(Records from a data source)
★ ★ ★
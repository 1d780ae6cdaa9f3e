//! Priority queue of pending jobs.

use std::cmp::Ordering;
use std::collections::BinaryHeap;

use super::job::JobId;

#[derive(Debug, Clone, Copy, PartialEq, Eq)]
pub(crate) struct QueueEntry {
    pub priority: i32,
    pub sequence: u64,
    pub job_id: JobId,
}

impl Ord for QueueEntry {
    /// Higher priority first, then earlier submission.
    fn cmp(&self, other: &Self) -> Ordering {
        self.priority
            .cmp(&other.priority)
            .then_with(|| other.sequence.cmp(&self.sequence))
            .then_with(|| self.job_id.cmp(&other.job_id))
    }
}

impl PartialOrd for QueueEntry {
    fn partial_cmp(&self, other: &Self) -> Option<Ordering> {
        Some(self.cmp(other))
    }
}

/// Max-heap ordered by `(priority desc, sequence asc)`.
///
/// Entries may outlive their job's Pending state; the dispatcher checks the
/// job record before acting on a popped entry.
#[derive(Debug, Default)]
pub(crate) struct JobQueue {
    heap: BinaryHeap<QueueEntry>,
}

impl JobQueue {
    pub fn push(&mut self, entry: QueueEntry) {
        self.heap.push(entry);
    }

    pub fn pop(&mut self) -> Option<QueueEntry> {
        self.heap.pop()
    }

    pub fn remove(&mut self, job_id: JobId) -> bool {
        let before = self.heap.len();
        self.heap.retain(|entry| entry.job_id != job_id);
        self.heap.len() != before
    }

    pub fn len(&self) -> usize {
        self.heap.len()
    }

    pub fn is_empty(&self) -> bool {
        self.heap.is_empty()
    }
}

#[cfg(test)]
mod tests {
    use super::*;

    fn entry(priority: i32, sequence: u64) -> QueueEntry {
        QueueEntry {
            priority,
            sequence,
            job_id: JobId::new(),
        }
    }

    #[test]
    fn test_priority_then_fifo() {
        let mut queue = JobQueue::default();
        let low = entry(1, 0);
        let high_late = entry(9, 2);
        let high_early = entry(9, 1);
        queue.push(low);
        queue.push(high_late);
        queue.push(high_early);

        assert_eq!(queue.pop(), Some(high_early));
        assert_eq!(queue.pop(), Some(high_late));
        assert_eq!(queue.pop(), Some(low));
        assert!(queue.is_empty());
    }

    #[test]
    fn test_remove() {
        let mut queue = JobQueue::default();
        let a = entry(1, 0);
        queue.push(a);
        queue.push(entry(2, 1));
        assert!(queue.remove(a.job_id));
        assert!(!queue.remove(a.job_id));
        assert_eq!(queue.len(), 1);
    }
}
★ ★ ★
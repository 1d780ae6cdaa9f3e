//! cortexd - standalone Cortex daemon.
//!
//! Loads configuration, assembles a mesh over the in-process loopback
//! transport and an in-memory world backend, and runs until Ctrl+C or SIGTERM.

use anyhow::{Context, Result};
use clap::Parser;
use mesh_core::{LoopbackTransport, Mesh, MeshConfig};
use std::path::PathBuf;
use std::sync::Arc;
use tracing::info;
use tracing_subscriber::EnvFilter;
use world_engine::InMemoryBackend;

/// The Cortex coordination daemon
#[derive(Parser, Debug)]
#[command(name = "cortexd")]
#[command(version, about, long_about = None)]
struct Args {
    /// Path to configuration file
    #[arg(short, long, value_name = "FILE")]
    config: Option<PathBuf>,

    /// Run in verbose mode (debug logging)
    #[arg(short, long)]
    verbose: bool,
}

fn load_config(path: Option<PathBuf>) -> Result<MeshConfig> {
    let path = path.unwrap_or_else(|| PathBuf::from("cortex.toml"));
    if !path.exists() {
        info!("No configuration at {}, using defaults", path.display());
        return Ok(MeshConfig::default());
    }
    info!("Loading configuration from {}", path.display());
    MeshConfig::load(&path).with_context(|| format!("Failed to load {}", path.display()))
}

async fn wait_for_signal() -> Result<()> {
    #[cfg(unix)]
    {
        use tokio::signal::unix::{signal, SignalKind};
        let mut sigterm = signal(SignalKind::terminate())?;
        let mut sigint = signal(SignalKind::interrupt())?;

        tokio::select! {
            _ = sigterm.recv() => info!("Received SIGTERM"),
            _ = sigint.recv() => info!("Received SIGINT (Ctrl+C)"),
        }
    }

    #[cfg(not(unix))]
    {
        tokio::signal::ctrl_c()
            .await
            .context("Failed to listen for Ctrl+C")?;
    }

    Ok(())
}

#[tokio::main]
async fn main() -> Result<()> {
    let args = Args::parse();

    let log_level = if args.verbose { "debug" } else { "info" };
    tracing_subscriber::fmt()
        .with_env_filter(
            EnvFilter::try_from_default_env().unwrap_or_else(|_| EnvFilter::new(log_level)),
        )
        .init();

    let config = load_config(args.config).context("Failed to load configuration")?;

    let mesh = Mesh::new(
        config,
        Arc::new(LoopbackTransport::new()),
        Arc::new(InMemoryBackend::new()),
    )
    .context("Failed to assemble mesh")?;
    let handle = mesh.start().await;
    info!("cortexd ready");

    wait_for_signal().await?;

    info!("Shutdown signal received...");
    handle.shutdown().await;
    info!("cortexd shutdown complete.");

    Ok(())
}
★ ★ ★
### PROBLEM STATEMENT
What you return must be an exact retyping of the lines above starting at the line with "pub fn push(&mut" and ending at the line with "let a = entry(1, 0);", and nothing besides.

### RESULT
    pub fn push(&mut self, entry: QueueEntry) {
        self.heap.push(entry);
    }

    pub fn pop(&mut self) -> Option<QueueEntry> {
        self.heap.pop()
    }

    pub fn remove(&mut self, job_id: JobId) -> bool {
        let before = self.heap.len();
        self.heap.retain(|entry| entry.job_id != job_id);
        self.heap.len() != before
    }

    pub fn len(&self) -> usize {
        self.heap.len()
    }

    pub fn is_empty(&self) -> bool {
        self.heap.is_empty()
    }
}

#[cfg(test)]
mod tests {
    use super::*;

    fn entry(priority: i32, sequence: u64) -> QueueEntry {
        QueueEntry {
            priority,
            sequence,
            job_id: JobId::new(),
        }
    }

    #[test]
    fn test_priority_then_fifo() {
        let mut queue = JobQueue::default();
        let low = entry(1, 0);
        let high_late = entry(9, 2);
        let high_early = entry(9, 1);
        queue.push(low);
        queue.push(high_late);
        queue.push(high_early);

        assert_eq!(queue.pop(), Some(high_early));
        assert_eq!(queue.pop(), Some(high_late));
        assert_eq!(queue.pop(), Some(low));
        assert!(queue.is_empty());
    }

    #[test]
    fn test_remove() {
        let mut queue = JobQueue::default();
        let a = entry(1, 0);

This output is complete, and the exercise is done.